Our nine-variable model had good discrimination and calibration, with acceptable performance in both gender- and race-based groups. Importantly, internal validation in 1000 random bootstrap samples demonstrated stable performance. Although hypertension and diabetes were significantly associated with HF in univariate analyses, after inclusion of blood pressure and serum glucose levels in the analyses, past history of hypertension and diabetes were not independently associated with incident HF. This finding suggests that the relation between blood pressure, glucose, and HF is continuous and graded, and that blood pressure and glucose levels may increase HF risk even in the normal range.35,36
A recent analysis also showed an independent relationship between glucose levels and HF hospitalization risk.37
Thus, optimal glucose and blood pressure levels to ameliorate risk for HF need further study. This becomes a central issue in light of recent studies that indicate both increasing prevalence and inadequate control of hypertension and diabetes.38, 39
Our study has several limitations. Diagnosis of HF was based on HF hospitalization. As some participants may have developed HF without hospitalization, our rates of HF are likely underestimated. Possible misclassification of HF events might have occurred, as diagnostic criteria for HF are difficult to define. Of note, although the prognostic validity of CHS criteria for diagnosis of HF has been demonstrated, these criteria are less specific than the Framingham HF criteria and may explain some of the variability in the performance of the different models.40
Echocardiography was not performed at baseline in the Health ABC study.
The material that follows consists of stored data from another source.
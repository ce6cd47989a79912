use crate::app::state::{AppState, Focus, SuggestionPanel};
use crate::theme::Theme;

use ratatui::{
    buffer::Buffer,
    layout::Rect,
    text::{Line, Span},
    widgets::{Block, BorderType, Borders, Paragraph, Widget},
};

/// One chip panel. Expanded it shows its chips flowed into rows; collapsed
/// it is a single hint line with the key that re-opens it.
pub struct SuggestionsPanel<'a> {
    pub panel: SuggestionPanel,
    pub state: &'a AppState<'a>,
    pub theme: &'a Theme,
}

impl SuggestionsPanel<'_> {
    fn title(&self) -> &'static str {
        match self.panel {
            SuggestionPanel::Questions => "EXAMPLE QUESTIONS",
            SuggestionPanel::Keywords => "TOPIC KEYWORDS",
        }
    }

    fn toggle_key(&self) -> &'static str {
        match self.panel {
            SuggestionPanel::Questions => "1",
            SuggestionPanel::Keywords => "2",
        }
    }

    fn chips(&self) -> &[&'static str] {
        match self.panel {
            SuggestionPanel::Questions => &self.state.suggestions.questions,
            SuggestionPanel::Keywords => &self.state.suggestions.keywords,
        }
    }
}

impl Widget for SuggestionsPanel<'_> {
    fn render(self, area: Rect, buf: &mut Buffer) {
        let theme = self.theme;
        let state = self.state;

        if !state.suggestions.is_visible(self.panel) {
            // Collapsed: single hint row.
            Paragraph::new(Line::from(vec![
                Span::styled("▸ ", theme.panel_hint),
                Span::styled(self.title(), theme.panel_hint),
                Span::styled(
                    format!("  ({} to show)", self.toggle_key()),
                    theme.panel_hint,
                ),
            ]))
            .render(area, buf);
            return;
        }

        let focused =
            state.focus == Focus::Suggestions && state.suggestions.panel == self.panel;
        let border = if focused {
            theme.border_focus
        } else {
            theme.border
        };
        let block = Block::default()
            .title(Line::from(vec![
                Span::raw(" "),
                Span::styled(self.title(), theme.panel_title),
                Span::raw(" "),
            ]))
            .borders(Borders::ALL)
            .border_type(BorderType::Rounded)
            .border_style(border);
        let inner = block.inner(area);
        block.render(area, buf);
        if inner.width == 0 || inner.height == 0 {
            return;
        }

        // Flow chips left to right, wrapping into the inner rows. The lists
        // are length-sorted, which keeps the rows tightly packed.
        let mut lines: Vec<Line> = Vec::new();
        let mut current = Line::default();
        let mut used: usize = 0;
        for (idx, chip) in self.chips().iter().enumerate() {
            let label = format!(" {chip} ");
            let width = label.len() + 1;
            if used > 0 && used + width > inner.width as usize {
                lines.push(std::mem::take(&mut current));
                used = 0;
            }
            let style = if focused && state.suggestions.selected == idx {
                theme.chip_selected
            } else {
                theme.chip
            };
            current.spans.push(Span::styled(label, style));
            current.spans.push(Span::raw(" "));
            used += width;
        }
        lines.push(current);

        lines.truncate(inner.height as usize);
        Paragraph::new(lines).render(inner, buf);
    }
}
Thus, patients with sub-clinical prevalent structural heart disease may have been included in the analysis. The outcomes of both patients with either systolic dysfunction or HF with preserved ejection fraction are uniformly poor. The discriminatory ability of the current model to predict the two types of HF needs to be assessed further.41, 42
The Health ABC study did not collect data uniformly on VHD; however it is unlikely that a very large proportion of participants had significant subclinical VHD that would impact these results. Finally, the model was developed in a relatively healthy cohort of a certain age. Thus, the validity of the Health ABC model in other age groups, or general population within this age group where the burden of comorbidity may be higher, needs to be studied.
In conclusion, we have developed and internally validated a HF risk prediction model based on nine routine clinical variables, most of which are potentially modifiable. The identification of persons at high risk for HF using the Health ABC HF Score and targeting strategies for primary prevention of HF to improve outcomes needs further study.